Personal information
- Nationality: Republic of China (Taiwan)
- Born: 29 March 1988 (age 38) Kaohsiung, Taiwan
- Height: 1.70 m (5 ft 7 in)
- Weight: 55 kg (121 lb)

Sport
- Sport: Inline speed skating Short track speed skating Long track speed skating

Medal record
Women's Speed skating
Representing Chinese Taipei
Four Continents Championships
| Gold medal – first place | 2022 Calgary | 1000m |
| Silver medal – second place | 2022 Calgary | 500m |
Women's inline speed skating
Representing Chinese Taipei
The World Games
| Gold medal – first place | 2009 Kaohsiung | Track 300 m time trial |
| Gold medal – first place | 2009 Kaohsiung | Track 500 m sprint |
| Gold medal – first place | 2009 Kaohsiung | Track 1000 m sprint |
| Gold medal – first place | 2013 Cali | Track 1000 m sprint |
| Bronze medal – third place | 2013 Cali | Track 500 m sprint |

= Huang Yu-ting =

Taiwanese speed skater

Huang Yu-ting (黃郁婷 (Huáng Yùtíng); Mandarin pronunciation: ) is a Taiwanese speed skater who has competed in inline speed skating, short track speed skating, and long track speed skating. She was the flagbearer for the Chinese Taipei team at the Beijing 2022 Winter Olympic Games' opening ceremony.

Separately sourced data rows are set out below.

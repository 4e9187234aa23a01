mod heartbeat_monitor;

pub use heartbeat_monitor::*;

use crate::connection::ConnectionTable;
use signalroom_core::ConnectionId;

/// Applies one liveness tick to every connection.
///
/// Connections that never answered the previous ping are returned and left
/// untouched; the rest are marked unanswered and pinged again.
pub fn sweep(connections: &mut ConnectionTable) -> Vec<ConnectionId> {
    let mut dead = Vec::new();
    for conn in connections.iter_mut() {
        if conn.is_alive() {
            conn.ping();
        } else {
            dead.push(conn.id());
        }
    }
    dead.sort();
    dead
}
//! Relay server configuration.
//!
//! Loaded from environment variables; every value has a default.

use std::collections::HashMap;
use std::env;
use std::net::{IpAddr, Ipv4Addr, SocketAddr};
use std::str::FromStr;
use std::time::Duration;
use thiserror::Error;

pub const DEFAULT_PORT: u16 = 3000;

pub const DEFAULT_BIND_HOST: IpAddr = IpAddr::V4(Ipv4Addr::UNSPECIFIED);

/// Default heartbeat period in milliseconds.
pub const DEFAULT_HEARTBEAT_INTERVAL_MS: u64 = 30_000;

/// Default time shutdown waits for open sockets to flush, in milliseconds.
pub const DEFAULT_SHUTDOWN_GRACE_MS: u64 = 5_000;

/// Default capacity of the lifecycle event channel.
pub const DEFAULT_EVENT_BUFFER: usize = 1024;

pub use crate::lifecycle::DEFAULT_JOURNAL_MAX_SESSIONS;

#[derive(Debug, Clone, PartialEq, Eq)]
pub struct Config {
    /// Address the websocket listener binds to (default `0.0.0.0`).
    pub host: IpAddr,

    /// Port the websocket listener binds to; `0` picks a free port.
    pub port: u16,

    pub heartbeat_interval: Duration,

    pub shutdown_grace: Duration,

    /// Lifecycle events a slow sink may fall behind by before it starts
    /// losing them.
    pub event_buffer: usize,

    /// Session records a `SessionJournal` keeps before evicting closed ones.
    pub journal_max_sessions: usize,
}

#[derive(Debug, Error, PartialEq, Eq)]
pub enum ConfigError {
    #[error("Invalid configuration value for {name}: {value:?}")]
    InvalidValue { name: &'static str, value: String },
}

impl Default for Config {
    fn default() -> Self {
        Self {
            host: DEFAULT_BIND_HOST,
            port: DEFAULT_PORT,
            heartbeat_interval: Duration::from_millis(DEFAULT_HEARTBEAT_INTERVAL_MS),
            shutdown_grace: Duration::from_millis(DEFAULT_SHUTDOWN_GRACE_MS),
            event_buffer: DEFAULT_EVENT_BUFFER,
            journal_max_sessions: DEFAULT_JOURNAL_MAX_SESSIONS,
        }
    }
}

impl Config {
    /// Load configuration from environment variables.
    pub fn from_env() -> Result<Self, ConfigError> {
        Self::from_vars(&env::vars().collect())
    }

    /// Load configuration from a `HashMap` (for testing).
    pub fn from_vars(vars: &HashMap<String, String>) -> Result<Self, ConfigError> {
        let port = parse_var(vars, "PORT")?.unwrap_or(DEFAULT_PORT);
        let host = parse_var(vars, "BIND_HOST")?.unwrap_or(DEFAULT_BIND_HOST);

        let heartbeat_ms =
            parse_var(vars, "HEARTBEAT_INTERVAL_MS")?.unwrap_or(DEFAULT_HEARTBEAT_INTERVAL_MS);
        if heartbeat_ms == 0 {
            return Err(ConfigError::InvalidValue {
                name: "HEARTBEAT_INTERVAL_MS",
                value: heartbeat_ms.to_string(),
            });
        }

        let shutdown_grace_ms =
            parse_var(vars, "SHUTDOWN_GRACE_MS")?.unwrap_or(DEFAULT_SHUTDOWN_GRACE_MS);

        let event_buffer = parse_var(vars, "EVENT_BUFFER")?.unwrap_or(DEFAULT_EVENT_BUFFER);
        if event_buffer == 0 {
            return Err(ConfigError::InvalidValue {
                name: "EVENT_BUFFER",
                value: event_buffer.to_string(),
            });
        }

        let journal_max_sessions = parse_var(vars, "JOURNAL_MAX_SESSIONS")?
            .unwrap_or(DEFAULT_JOURNAL_MAX_SESSIONS);

        Ok(Self {
            host,
            port,
            heartbeat_interval: Duration::from_millis(heartbeat_ms),
            shutdown_grace: Duration::from_millis(shutdown_grace_ms),
            event_buffer,
            journal_max_sessions,
        })
    }

    pub fn bind_addr(&self) -> SocketAddr {
        SocketAddr::new(self.host, self.port)
    }
}

fn parse_var<T: FromStr>(
    vars: &HashMap<String, String>,
    name: &'static str,
) -> Result<Option<T>, ConfigError> {
    match vars.get(name) {
        None => Ok(None),
        Some(raw) => raw
            .trim()
            .parse()
            .map(Some)
            .map_err(|_| ConfigError::InvalidValue {
                name,
                value: raw.clone(),
            }),
    }
}
pub use signalroom_core::model::{ConnectionId, Role, RoomId};

pub mod model {
    pub use signalroom_core::ParseError;
    pub use signalroom_core::model::*;
}

#[cfg(feature = "server")]
pub mod server {
    pub use signalroom_server::*;
}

As an inline speed skater, Huang won three gold medals at the 2009 World Games in Kaohsiung, Republic of China (Taiwan) representing the Chinese Taipei team: 300 m time trial, 500 m sprint, and 1000 m sprint. At the 2010 Asian Games, she competed in the women's 300 metres time trial and 500 metres sprint events. She won two medals at the 2013 World Games in Cali, Colombia: a gold in the 1000 m sprint and a bronze in the 500 m sprint.

In short track speed skating at the 2007 Asian Winter Games, Huang competed in the women's 500 metres, 1000 metres, 1500 metres, and 3000 metres relay events.

Huang competed as a long track speed skater at the 2018 Winter Olympics, in the women's 500 metres, 1000 metres, and 1500 metres events.

==Controversy==
In early 2022, Huang garnered much cyberbullying after a video that she posted on 23 January, went viral of her wearing an outfit labeled "China" during practice, and she was later get bullied heavily by Taiwanese netizens, especially those with pan-green political views, which had flooded her Facebook and Instagram account with hate comments. In response, Huang claimed on Instagram that the outfit was a gift from an athlete on the Chinese team, whom she befriended in Germany. She also posted a Taylor Swift music video, "Shake It Off," which is famed for its lyrics, "Haters gonna hate, hate, hate, hate," and she wrote alongside the video, "My dear haters, this song is for you."

Huang later removed the video post due to the social media backlash afterwards. According to a translation by the South China Morning Post, Huang separately made a post on Facebook where she wrote, "Thank you to everyone who cheered me up...I have removed the video due to too many unnecessary private messages!...Sport is sport and in the world of sports, we do not differentiate between nationalities. After the Games, we all are good friends."

Ho Chih-wei, a Legislative Yuan member of the ruling Democratic Progressive Party (DPP) criticised Huang Yu-ting, calling her "brainless" and demanding that she "shut up", as well as supporting a law that would punish athletes such as Huang with bans from sport events. Taiwan Premier Su Tseng-chang from the ruling DPP called for an investigation and punishment for Huang. After initially claiming that it would not take any action against Huang, the Sports Administration announced on 3 March 2022 that it would suspend Huang's subsidies for training and competition for a two-year period.